The Newtype Pattern in Rust

Abstract

Programming design patterns are patterns that come up in a variety of different situations while programming. In this article I discuss the Newtype design pattern. Specifically, I discuss it in the context of the Rust programming language, and how to solve some of the problems that arise when using the Newtype pattern in Rust.

Design Patterns in Rust

Programming design patterns are patterns that come up in a variety of different situations while programming. That isn't to say that design patterns mean you don't need to think about the problem yourself, but design patterns give you a toolbox of ideas to help you think about solutions.

Different programming languages have different ways of expressing things. The classic book on design patterns, Design Patterns: Elements of Reusable Object-Oriented Software, wrote patterns around object oriented C++ and Smalltalk. While most of these patterns are still applicable to other object oriented programming languages, they might need a tweak here and there to make them work well.

Rust is an interesting programming language in that the design of the language takes ideas from object oriented, procedural, and functional programming languages. This means that there are different patterns that are useful, and the existing patterns may be better expressed in a new way.

In this article, I'm going to explain a pattern that I've been finding useful in my Rust code: The Newtype Pattern.

The Problem: Primitive Types Aren't Descriptive

Imagine that you're working on a large codebase. Like many projects, your project includes some user information, so you have a struct that looks like this:

pub struct Person {
    pub name: String,
    pub phone_number: String,
    pub id_number: String,
    pub age: u32
}

A few months down the line, you're looking at some code on the other side of the codebase. You want to get a person out of your database. This is the function signature:

pub fn load_person(person: String) -> Result<Person>;

Oh dear. What is that parameter supposed to be? Is it the person's ID number? Their name maybe?

Then there's the uncertainty on what exactly age means. How would you, for example, implement this function?

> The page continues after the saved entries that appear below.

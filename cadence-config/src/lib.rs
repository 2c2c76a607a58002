//! Layered configuration loading utilities.

use std::path::{Path, PathBuf};
use std::str::FromStr;

use chrono::NaiveTime;
use chrono_tz::Tz;
use config::{Config, Environment, File};
use serde::Deserialize;
use thiserror::Error;

/// Errors raised while loading or validating configuration. Fatal at
/// startup; the error names the offending key.
#[derive(Debug, Error)]
pub enum ConfigError {
    #[error("configuration error: {0}")]
    Load(#[from] config::ConfigError),
    #[error("missing required configuration key '{0}'")]
    MissingKey(&'static str),
    #[error("invalid value for '{key}': {reason}")]
    InvalidValue { key: &'static str, reason: String },
}

/// Trading environment selector.
#[derive(Clone, Copy, Debug, Default, Deserialize, Eq, PartialEq)]
#[serde(rename_all = "lowercase")]
pub enum TradingEnvironment {
    Live,
    #[default]
    Paper,
}

/// Root application configuration deserialized from layered sources.
#[derive(Debug, Deserialize)]
pub struct AppConfig {
    #[serde(default)]
    pub environment: TradingEnvironment,
    #[serde(default = "default_log_level")]
    pub log_level: String,
    pub broker: BrokerConfig,
    pub sheet: SheetConfig,
    pub notifier: NotifierConfig,
    #[serde(default)]
    pub scheduler: SchedulerConfig,
    #[serde(default)]
    pub service: ServiceConfig,
}

#[derive(Debug, Deserialize, Clone)]
pub struct BrokerConfig {
    /// Overrides the environment-derived base URL when set.
    #[serde(default)]
    pub base_url: Option<String>,
    pub consumer_key: String,
    pub access_token: String,
    /// Base64 ciphertext; decrypted with the private encryption key.
    pub access_token_secret: String,
    /// Hex-encoded Diffie-Hellman prime.
    pub dh_prime: String,
    #[serde(default = "default_realm")]
    pub realm: String,
    pub signature_key_path: PathBuf,
    pub encryption_key_path: PathBuf,
    /// Discovered via `/iserver/accounts` when absent.
    #[serde(default)]
    pub account_id: Option<String>,
    #[serde(default = "default_call_timeout_secs")]
    pub call_timeout_secs: u64,
    #[serde(default = "default_tickler_interval_secs")]
    pub tickler_interval_secs: u64,
}

impl BrokerConfig {
    /// Resolve the effective base URL. Live and paper sessions share the
    /// same gateway host; the environment is decided by the credentials.
    #[must_use]
    pub fn resolved_base_url(&self, _environment: TradingEnvironment) -> String {
        match &self.base_url {
            Some(url) => url.trim_end_matches('/').to_string(),
            None => "https://api.ibkr.com/v1/api".to_string(),
        }
    }
}

#[derive(Debug, Deserialize, Clone)]
pub struct SheetConfig {
    pub spreadsheet_id: String,
    /// Worksheet title. The values API addresses ranges by title.
    pub worksheet: String,
    /// Service-account credentials JSON (client_email, private_key, token_uri).
    pub credentials_path: PathBuf,
    /// First column used for sequential log writes (1-based; 7 = G).
    #[serde(default = "default_log_start_column")]
    pub log_start_column: usize,
    #[serde(default = "default_max_log_columns")]
    pub max_log_columns: usize,
}

#[derive(Debug, Deserialize, Clone)]
pub struct NotifierConfig {
    pub webhook_url: String,
    #[serde(default = "default_notifier_username")]
    pub username: String,
    #[serde(default = "default_notifier_timeout_secs")]
    pub timeout_secs: u64,
}

#[derive(Debug, Deserialize, Clone)]
pub struct SchedulerConfig {
    /// Daily fire time, `HH:MM` in the business timezone.
    #[serde(default = "default_fire_time")]
    pub fire_time: String,
    #[serde(default = "default_timezone")]
    pub timezone: String,
    #[serde(default = "default_health_interval_secs")]
    pub health_interval_secs: u64,
    /// Fire instants missed by more than this are skipped, never replayed.
    #[serde(default = "default_misfire_grace_secs")]
    pub misfire_grace_secs: u64,
    #[serde(default = "default_inter_order_pause_ms")]
    pub inter_order_pause_ms: u64,
}

impl Default for SchedulerConfig {
    fn default() -> Self {
        Self {
            fire_time: default_fire_time(),
            timezone: default_timezone(),
            health_interval_secs: default_health_interval_secs(),
            misfire_grace_secs: default_misfire_grace_secs(),
            inter_order_pause_ms: default_inter_order_pause_ms(),
        }
    }
}

impl SchedulerConfig {
    pub fn fire_time(&self) -> Result<NaiveTime, ConfigError> {
        NaiveTime::parse_from_str(&self.fire_time, "%H:%M").map_err(|err| {
            ConfigError::InvalidValue {
                key: "scheduler.fire_time",
                reason: format!("expected HH:MM, got '{}': {err}", self.fire_time),
            }
        })
    }

    pub fn timezone(&self) -> Result<Tz, ConfigError> {
        Tz::from_str(&self.timezone).map_err(|_| ConfigError::InvalidValue {
            key: "scheduler.timezone",
            reason: format!("unknown IANA timezone '{}'", self.timezone),
        })
    }
}

#[derive(Debug, Deserialize, Clone)]
pub struct ServiceConfig {
    #[serde(default = "default_listen_addr")]
    pub listen_addr: String,
    #[serde(default = "default_pid_file")]
    pub pid_file: PathBuf,
    #[serde(default = "default_log_path")]
    pub log_path: PathBuf,
    #[serde(default = "default_log_rotate_bytes")]
    pub log_rotate_bytes: u64,
    #[serde(default = "default_log_keep_files")]
    pub log_keep_files: usize,
}

impl Default for ServiceConfig {
    fn default() -> Self {
        Self {
            listen_addr: default_listen_addr(),
            pid_file: default_pid_file(),
            log_path: default_log_path(),
            log_rotate_bytes: default_log_rotate_bytes(),
            log_keep_files: default_log_keep_files(),
        }
    }
}

fn default_log_level() -> String {
    "info".to_string()
}

fn default_realm() -> String {
    "limited_poa".to_string()
}

fn default_call_timeout_secs() -> u64 {
    15
}

fn default_tickler_interval_secs() -> u64 {
    60
}

fn default_log_start_column() -> usize {
    7
}

fn default_max_log_columns() -> usize {
    20
}

fn default_notifier_username() -> String {
    "Cadence".to_string()
}

fn default_notifier_timeout_secs() -> u64 {
    5
}

fn default_fire_time() -> String {
    "09:00".to_string()
}

fn default_timezone() -> String {
    "America/New_York".to_string()
}

fn default_health_interval_secs() -> u64 {
    300
}

fn default_misfire_grace_secs() -> u64 {
    300
}

fn default_inter_order_pause_ms() -> u64 {
    1_000
}

fn default_listen_addr() -> String {
    "127.0.0.1:8385".to_string()
}

fn default_pid_file() -> PathBuf {
    PathBuf::from("./logs/cadence.pid")
}

fn default_log_path() -> PathBuf {
    PathBuf::from("./logs/cadence.log")
}

fn default_log_rotate_bytes() -> u64 {
    10 * 1024 * 1024
}

fn default_log_keep_files() -> usize {
    5
}

/// Loads configuration by merging files and environment variables.
///
/// Sources (lowest to highest precedence):
/// 1. `config/default.toml`
/// 2. `config/{environment}.toml` (if `env` is Some)
/// 3. `config/local.toml` (optional, ignored in git)
/// 4. Environment variables prefixed with `CADENCE_`
pub fn load_config(env: Option<&str>) -> Result<AppConfig, ConfigError> {
    load_config_from(Path::new("config"), env)
}

/// Same as [`load_config`] but rooted at an explicit directory.
pub fn load_config_from(base_path: &Path, env: Option<&str>) -> Result<AppConfig, ConfigError> {
    let mut builder =
        Config::builder().add_source(File::from(base_path.join("default.toml")).required(true));
    if let Some(env_name) = env {
        builder = builder
            .add_source(File::from(base_path.join(format!("{env_name}.toml"))).required(false));
    }
    builder = builder.add_source(File::from(base_path.join("local.toml")).required(false));
    builder = builder.add_source(
        Environment::with_prefix("CADENCE")
            .separator("__")
            .ignore_empty(true),
    );

    let config = builder.build()?;
    let app: AppConfig = config.try_deserialize()?;
    app.validate()?;
    Ok(app)
}

impl AppConfig {
    /// Semantic checks beyond deserialization. No defaults mask absent
    /// credentials.
    pub fn validate(&self) -> Result<(), ConfigError> {
        if self.broker.consumer_key.trim().is_empty() {
            return Err(ConfigError::MissingKey("broker.consumer_key"));
        }
        if self.broker.access_token.trim().is_empty() {
            return Err(ConfigError::MissingKey("broker.access_token"));
        }
        if self.broker.access_token_secret.trim().is_empty() {
            return Err(ConfigError::MissingKey("broker.access_token_secret"));
        }
        if self.broker.dh_prime.trim().is_empty() {
            return Err(ConfigError::MissingKey("broker.dh_prime"));
        }
        if self.sheet.spreadsheet_id.trim().is_empty() {
            return Err(ConfigError::MissingKey("sheet.spreadsheet_id"));
        }
        if !self.notifier.webhook_url.starts_with("http") {
            return Err(ConfigError::InvalidValue {
                key: "notifier.webhook_url",
                reason: format!("expected an http(s) URL, got '{}'", self.notifier.webhook_url),
            });
        }
        if self.sheet.log_start_column == 0 {
            return Err(ConfigError::InvalidValue {
                key: "sheet.log_start_column",
                reason: "columns are 1-based".into(),
            });
        }
        self.scheduler.fire_time()?;
        self.scheduler.timezone()?;
        Ok(())
    }
}

#[cfg(test)]
mod tests {
    use super::*;
    use std::fs;

    fn write_config(dir: &Path, body: &str) {
        fs::create_dir_all(dir).unwrap();
        fs::write(dir.join("default.toml"), body).unwrap();
    }

    const MINIMAL: &str = r#"
[broker]
consumer_key = "CK123"
access_token = "token"
access_token_secret = "c2VjcmV0"
dh_prime = "f51d"
signature_key_path = "keys/sig.pem"
encryption_key_path = "keys/enc.pem"

[sheet]
spreadsheet_id = "sheet-id"
worksheet = "Recurring Orders"
credentials_path = "keys/service-account.json"

[notifier]
webhook_url = "https://discord.example/api/webhooks/1/x"
"#;

    #[test]
    fn minimal_config_loads_with_defaults() {
        let dir = tempfile::tempdir().unwrap();
        write_config(dir.path(), MINIMAL);
        let cfg = load_config_from(dir.path(), None).unwrap();
        assert_eq!(cfg.environment, TradingEnvironment::Paper);
        assert_eq!(cfg.scheduler.fire_time, "09:00");
        assert_eq!(cfg.scheduler.timezone, "America/New_York");
        assert_eq!(cfg.broker.realm, "limited_poa");
        assert_eq!(cfg.broker.tickler_interval_secs, 60);
        assert_eq!(cfg.sheet.log_start_column, 7);
        assert_eq!(cfg.service.log_keep_files, 5);
        assert!(cfg.scheduler.timezone().is_ok());
    }

    #[test]
    fn missing_consumer_key_names_the_key() {
        let dir = tempfile::tempdir().unwrap();
        write_config(
            dir.path(),
            &MINIMAL.replace("consumer_key = \"CK123\"", "consumer_key = \"\""),
        );
        let err = load_config_from(dir.path(), None).unwrap_err();
        assert!(err.to_string().contains("broker.consumer_key"), "{err}");
    }

    #[test]
    fn bad_fire_time_is_rejected() {
        let dir = tempfile::tempdir().unwrap();
        write_config(
            dir.path(),
            &format!("{MINIMAL}\n[scheduler]\nfire_time = \"25:99\"\n"),
        );
        let err = load_config_from(dir.path(), None).unwrap_err();
        assert!(err.to_string().contains("scheduler.fire_time"), "{err}");
    }

    #[test]
    fn bad_timezone_is_rejected() {
        let dir = tempfile::tempdir().unwrap();
        write_config(
            dir.path(),
            &format!("{MINIMAL}\n[scheduler]\ntimezone = \"Mars/Olympus\"\n"),
        );
        let err = load_config_from(dir.path(), None).unwrap_err();
        assert!(err.to_string().contains("scheduler.timezone"), "{err}");
    }
}
/// Common error type returned by the broker client.
#[derive(Debug, Error)]
pub enum BrokerError {
    /// Transport-level failures (network, timeouts, exhausted retries).
    #[error("transport error: {0}")]
    Transport(String),
    /// OAuth signing, token derivation or verification failed, or the
    /// session could not be re-established after a replay.
    #[error("authentication failed: {0}")]
    Auth(String),
    /// Non-auth 4xx/5xx surfaced with status and body.
    #[error("broker error (status {status}): {body}")]
    Api { status: u16, body: String },
    /// The confirmation-reply loop exceeded its budget or never produced an
    /// order id.
    #[error("order protocol error: {0}")]
    OrderProtocol(String),
    /// Wraps payload parsing errors.
    #[error("serialization error: {0}")]
    Serialization(String),
    /// Request parameters invalid for the broker.
    #[error("invalid request: {0}")]
    InvalidRequest(String),
    /// A catch-all branch for other issues.
    #[error("unexpected error: {0}")]
    Other(String),
}

/// Everything needed to construct a [`BrokerClient`]. The service layer maps
/// the application config into this.
pub struct BrokerSettings {
    pub base_url: String,
    pub consumer_key: String,
    pub access_token: String,
    /// Base64 RSA-OAEP ciphertext of the access token secret.
    pub access_token_secret: String,
    /// Hex-encoded Diffie-Hellman prime.
    pub dh_prime: String,
    pub realm: String,
    pub signature_key_path: std::path::PathBuf,
    pub encryption_key_path: std::path::PathBuf,
    pub account_id: Option<String>,
    pub call_timeout: Duration,
}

pub fn time_to_retirement(current_age: u32) -> u32;

Is it age in years? It's common to store timestamps in as a number of seconds, so maybe it's age in seconds?

The Newtype Pattern

The Newtype patterns is when you take an existing type, usually a primitive like a number or a string, and wrap it in a struct. This lets us add more information about the data to the type system to potentially catch errors, and make our code more expressive.

Let's see how we would apply it to our person example.

You'd first define your Newtypes. The pattern is just a value, wrapped in a struct.

pub struct Name(String);
pub struct PhoneNumber(String);
pub struct IdNumber(String);
pub struct Years(u32);

If you haven't encountered a struct like this where we don't name the fields, it's called a tuple struct. The Newtype is a special case of tuple struct, where we only have one field.

Then you can start using your new types in your Person struct.

pub struct Person {
    pub name: Name,
    pub phone_number: PhoneNumber,
    pub id_number: IdNumber,
    pub age: Years
}

As a benefit, our load_person function is much clearer. If the type is IdNumber, rather than String, you know to use the person's ID number.

pub fn load_person(person: IdNumber) -> Result<Person>;

Our age is also much clearer now too. The Years type makes it obvious that our age is in years, not seconds.

pub fn time_to_retirement(current_age: Years) -> Years;

Strings are a common use case for Newtypes, since you can use them to add validation around formatting of the string. For example, in South Africa, ID Numbers have a set format that you can validate against.

Problem 1: How Do I Construct The Newtype?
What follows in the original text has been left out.